Staff esquissa une grimace car la douleur venait de se manifester à la jambe. Devant le regard interrogateur de Marie, il se sentit dans l'obligation d'expliquer :

- Ce n'est rien.... ça me prend parfois. Je ne sais pas d'où ça vient....

- Vous devriez consulter un médecin...

- Je préférerais me confier à vous! dit-il avec un clin d'oeil.

Puis se tournant vers Cairne, il ajouta:

- C'est fantastique! Mais dites-moi, il ne parle toujours pas?

- Non, hélas! sur ce plan....

- C'est bien, c'est bien! dit Staff en se frottant le menton. Enfin, je suis vraiment heureux que les choses évoluent de cette manière!

- Je vous laisse tous les deux. Je suis sûre qu'il appréciera que vous l'aidiez à terminer son repas, n'est-ce pas Tom?

Il n'y eut aucune réponse. Marie pinça les lèvres. D'une certaine façon, elle était flattée que Cairne lui reprochât ainsi de l'abandonner. Il éprouvait donc, lui aussi, une grande satisfaction à partager sa compagnie. Au point de lui en vouloir lorsqu'elle le quittait.

- J'en suis sûr également! murmura Staff tandis que la porte se refermait.

Il s'avança vers lui.

- Tom?
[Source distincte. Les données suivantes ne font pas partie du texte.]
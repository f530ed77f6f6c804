//! Error types for the Extractor

use marginalia_llm::LlmError;
use thiserror::Error;

/// Errors that can occur during analysis
#[derive(Error, Debug, Clone, PartialEq)]
pub enum ExtractorError {
    /// Both the streaming and the plain model call failed
    #[error("LLM error: {0}")]
    Llm(#[from] LlmError),

    /// Configuration error
    #[error("Configuration error: {0}")]
    Config(String),
}
//! Command handlers.
//!
//! Handlers follow the canonical pattern:
//! - Signature: `pub async fn execute(ctx: &AppContext, ...) -> Result<(), CliError>`
//! - Thin wrappers that:
//!   1. Turn CLI arguments into request types
//!   2. Call the presentation API or a progress client from the context
//!   3. Format output for the terminal
//!
//! `serve` is the exception: it owns a supervisor and takes settings
//! instead of a context.

pub mod export;
mod follow;
pub mod generate;
pub mod jobs;
pub mod serve;
//! Shared CLI presentation utilities.
//!
//! Format-only helpers for terminal output. Nothing here talks to the
//! API or decides what a status means.

pub mod progress;
pub mod status;

pub use progress::JobProgressPrinter;
pub use status::{describe_step, format_export_saved, format_job_status, step_marker};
Elle a bien dit Tom? Mais dis-moi Cairne, vous avez vraiment fait des progrès tout les deux.

Staff avait mis ses mains sur ses tempes et les serrait très fort. Son visage fut prit de contorsions. Pourquoi cette douleur récurrente revenait chaque fois qu'il rendait visite à Cairne?

Au bout d'un moment, enfin, la douleur le libéra. Alors il s'approcha du malade et lui dit:

- Elle est vraiment adorable, tu ne trouves pas? Une perle de vertu. Et attirante non? Si tu voyais comme elle est moulée...

Il s'installa sur le lit.

- Tu pourrais me faire l'immense plaisir de répondre Cairne, moi qui te suis si dévoué. Tu sais que je prends des nouvelles de toi quotidiennement? Et ce n'est pas brillant crois-moi. Tu restes un légume, à la merci des autres. Je te plains Cairne: dépendre des autres pour la toilette ou les petits besoins, quoi de plus dégradant! Pisser dans les mains d'une femme, à ta place j'aurais honte!